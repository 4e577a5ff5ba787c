use reqwest::{Client, StatusCode};
use reqwest_middleware::{ClientBuilder, ClientWithMiddleware};
use reqwest_retry::{policies::ExponentialBackoff, RetryTransientMiddleware};

use crate::{
    config::PlatformConfig,
    manifest::{RemoteManifest, WireManifest},
    MonodeployError, MonodeployResult,
};

use super::PlatformApi;

//--------------------------------------------------------------------------------------------------
// Constants
//--------------------------------------------------------------------------------------------------

/// The route returning the last accepted manifest.
const CURRENT_MANIFEST_ROUTE: &str = "/api/deploy/manifest/current";

/// The route accepting a new manifest.
const SUBMIT_MANIFEST_ROUTE: &str = "/api/deploy/manifest";

//--------------------------------------------------------------------------------------------------
// Types
//--------------------------------------------------------------------------------------------------

/// A [`PlatformApi`] over HTTP.
///
/// Fetching retries transient errors with exponential backoff. Submitting does not retry.
#[derive(Debug, Clone)]
pub struct HttpPlatformClient {
    api_url: String,
    access_token: Option<String>,
    fetch_client: ClientWithMiddleware,
    submit_client: Client,
}

//--------------------------------------------------------------------------------------------------
// Methods
//--------------------------------------------------------------------------------------------------

impl HttpPlatformClient {
    /// Creates a client from the platform settings.
    ///
    /// The access token is read from the environment variable the settings name.
    pub fn new(config: &PlatformConfig) -> Self {
        let access_token = std::env::var(config.get_access_token_env()).ok();
        if access_token.is_none() {
            tracing::warn!(
                env = %config.get_access_token_env(),
                "no access token set, platform requests are unauthenticated"
            );
        }

        Self::with_token(config, access_token)
    }

    /// Creates a client with an explicit access token.
    pub fn with_token(config: &PlatformConfig, access_token: Option<String>) -> Self {
        let retry_policy =
            ExponentialBackoff::builder().build_with_max_retries(*config.get_max_retries());
        let fetch_client = ClientBuilder::new(Client::new())
            .with(RetryTransientMiddleware::new_with_policy(retry_policy))
            .build();

        Self {
            api_url: config.get_api_url().trim_end_matches('/').to_string(),
            access_token,
            fetch_client,
            submit_client: Client::new(),
        }
    }

    fn url(&self, route: &str) -> String {
        format!("{}{route}", self.api_url)
    }
}

//--------------------------------------------------------------------------------------------------
// Trait Implementations
//--------------------------------------------------------------------------------------------------

#[async_trait::async_trait]
impl PlatformApi for HttpPlatformClient {
    async fn fetch_remote_manifest(&self) -> MonodeployResult<RemoteManifest> {
        let mut request = self.fetch_client.get(self.url(CURRENT_MANIFEST_ROUTE));
        if let Some(token) = &self.access_token {
            request = request.bearer_auth(token);
        }

        let response = request.send().await?;
        let status = response.status();

        // Nothing deployed yet.
        if status == StatusCode::NOT_FOUND {
            tracing::info!("platform has no manifest yet");
            return Ok(RemoteManifest::default());
        }

        if !status.is_success() {
            let body = response.text().await.unwrap_or_default();
            return Err(MonodeployError::RemoteManifestFetch(format!(
                "{status}: {body}"
            )));
        }

        let manifest = response.json::<RemoteManifest>().await?;
        tracing::debug!(
            services = manifest.services.len(),
            storages = manifest.storages.len(),
            "fetched remote manifest"
        );

        Ok(manifest)
    }

    async fn submit_manifest(&self, manifest: &WireManifest) -> MonodeployResult<()> {
        let mut request = self
            .submit_client
            .post(self.url(SUBMIT_MANIFEST_ROUTE))
            .json(manifest);
        if let Some(token) = &self.access_token {
            request = request.bearer_auth(token);
        }

        let response = request
            .send()
            .await
            .map_err(|e| MonodeployError::ManifestSubmission(e.to_string()))?;

        let status = response.status();
        if !status.is_success() {
            let body = response.text().await.unwrap_or_default();
            return Err(MonodeployError::ManifestSubmission(format!(
                "{status}: {body}"
            )));
        }

        Ok(())
    }
}
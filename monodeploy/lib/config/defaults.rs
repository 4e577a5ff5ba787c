use std::time::Duration;

//--------------------------------------------------------------------------------------------------
// Constants
//--------------------------------------------------------------------------------------------------

/// The default interval between two health polls of a locally running service.
pub const DEFAULT_HEALTH_CHECK_INTERVAL: Duration = Duration::from_millis(500);

/// The default time a locally running service has to report healthy.
pub const DEFAULT_HEALTH_CHECK_TIMEOUT: Duration = Duration::from_secs(10);

/// The default port the health endpoint of a service listens on.
pub const DEFAULT_HEALTH_PORT: u16 = 6565;

/// The default path of the health endpoint of a service.
pub const DEFAULT_HEALTH_PATH: &str = "/health";

/// The default prefix for image tags and container names.
pub const DEFAULT_IMAGE_PREFIX: &str = "monodeploy";

/// The default base URL of the platform API.
pub const DEFAULT_PLATFORM_API_URL: &str = "http://127.0.0.1:8080";

/// The default environment variable holding the platform access token.
pub const DEFAULT_ACCESS_TOKEN_ENV: &str = "MONODEPLOY_ACCESS_TOKEN";

/// The default number of retries for idempotent platform requests.
pub const DEFAULT_MAX_RETRIES: u32 = 3;
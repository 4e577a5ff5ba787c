use std::{
    collections::BTreeMap,
    fmt::{self, Display},
};

use serde::{Deserialize, Serialize};

use crate::{
    descriptor::ServiceDescriptor,
    manifest::{ServiceEntry, StorageEntry},
};

//--------------------------------------------------------------------------------------------------
// Types
//--------------------------------------------------------------------------------------------------

/// A reason a plan cannot be deployed.
#[derive(Debug, Clone, PartialEq, Eq, Serialize, Deserialize)]
#[serde(tag = "kind", rename_all = "snake_case")]
pub enum PreconditionViolation {
    /// An active service depends on a storage that is not part of the plan.
    MissingDependency {
        /// The dependent service.
        service: String,

        /// The missing storage.
        storage: String,
    },

    /// An active service depends on an archived storage.
    ArchivedDependency {
        /// The dependent service.
        service: String,

        /// The archived storage.
        storage: String,
    },

    /// A service that would be built carries an error-level validation hint.
    InvalidDescriptor {
        /// The service.
        service: String,
    },
}

//--------------------------------------------------------------------------------------------------
// Functions
//--------------------------------------------------------------------------------------------------

/// Checks that every dependency of an active service resolves to a storage that is not archived.
///
/// Inactive services (disabled or archived) are not checked.
pub fn check_dependencies(
    service: &str,
    entry: &ServiceEntry,
    storages: &BTreeMap<String, StorageEntry>,
) -> Vec<PreconditionViolation> {
    if !entry.enabled || entry.archived {
        return Vec::new();
    }

    entry
        .dependencies
        .iter()
        .filter_map(|storage| match storages.get(storage) {
            None => Some(PreconditionViolation::MissingDependency {
                service: service.to_string(),
                storage: storage.clone(),
            }),
            Some(s) if s.archived => Some(PreconditionViolation::ArchivedDependency {
                service: service.to_string(),
                storage: storage.clone(),
            }),
            Some(_) => None,
        })
        .collect()
}

/// Checks that a service about to be built carries no error-level validation hint.
pub fn check_descriptor(descriptor: &ServiceDescriptor) -> Option<PreconditionViolation> {
    descriptor
        .get_has_validation_error()
        .then(|| PreconditionViolation::InvalidDescriptor {
            service: descriptor.get_name().clone(),
        })
}

//--------------------------------------------------------------------------------------------------
// Trait Implementations
//--------------------------------------------------------------------------------------------------

impl Display for PreconditionViolation {
    fn fmt(&self, f: &mut fmt::Formatter<'_>) -> fmt::Result {
        match self {
            Self::MissingDependency { service, storage } => write!(
                f,
                "service '{service}' depends on storage '{storage}' which is not declared"
            ),
            Self::ArchivedDependency { service, storage } => write!(
                f,
                "service '{service}' depends on archived storage '{storage}'"
            ),
            Self::InvalidDescriptor { service } => {
                write!(f, "service '{service}' has validation errors")
            }
        }
    }
}

//--------------------------------------------------------------------------------------------------
// Tests
//--------------------------------------------------------------------------------------------------

#[cfg(test)]
mod tests {
    use std::collections::BTreeSet;

    use super::*;

    fn storages(archived: bool) -> BTreeMap<String, StorageEntry> {
        BTreeMap::from([(
            "inventory-db".to_string(),
            StorageEntry::builder()
                .storage_type("mongov1")
                .archived(archived)
                .build(),
        )])
    }

    fn entry(deps: &[&str]) -> ServiceEntry {
        ServiceEntry::builder()
            .dependencies(deps.iter().map(|d| d.to_string()).collect::<BTreeSet<_>>())
            .build()
    }

    #[test]
    fn test_check_dependencies() {
        let service = entry(&["inventory-db"]);
        assert!(check_dependencies("inventory", &service, &storages(false)).is_empty());

        assert_eq!(
            check_dependencies("inventory", &service, &storages(true)),
            vec![PreconditionViolation::ArchivedDependency {
                service: "inventory".to_string(),
                storage: "inventory-db".to_string(),
            }]
        );

        let service = entry(&["inventory-db", "cache"]);
        assert_eq!(
            check_dependencies("inventory", &service, &storages(false)),
            vec![PreconditionViolation::MissingDependency {
                service: "inventory".to_string(),
                storage: "cache".to_string(),
            }]
        );
    }

    #[test]
    fn test_archived_service_may_depend_on_archived_storage() {
        let mut service = entry(&["inventory-db"]);
        service.archived = true;
        assert!(check_dependencies("inventory", &service, &storages(true)).is_empty());

        let mut service = entry(&["inventory-db"]);
        service.enabled = false;
        assert!(check_dependencies("inventory", &service, &storages(true)).is_empty());
    }

    #[test]
    fn test_violation_display() {
        let violation = PreconditionViolation::ArchivedDependency {
            service: "inventory".to_string(),
            storage: "inventory-db".to_string(),
        };
        assert_eq!(
            violation.to_string(),
            "service 'inventory' depends on archived storage 'inventory-db'"
        );
    }
}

Exercise directions = Report back each line in the material above that contains the string "carries".

Result of the task =
    /// A service that would be built carries an error-level validation hint.
/// Checks that a service about to be built carries no error-level validation hint.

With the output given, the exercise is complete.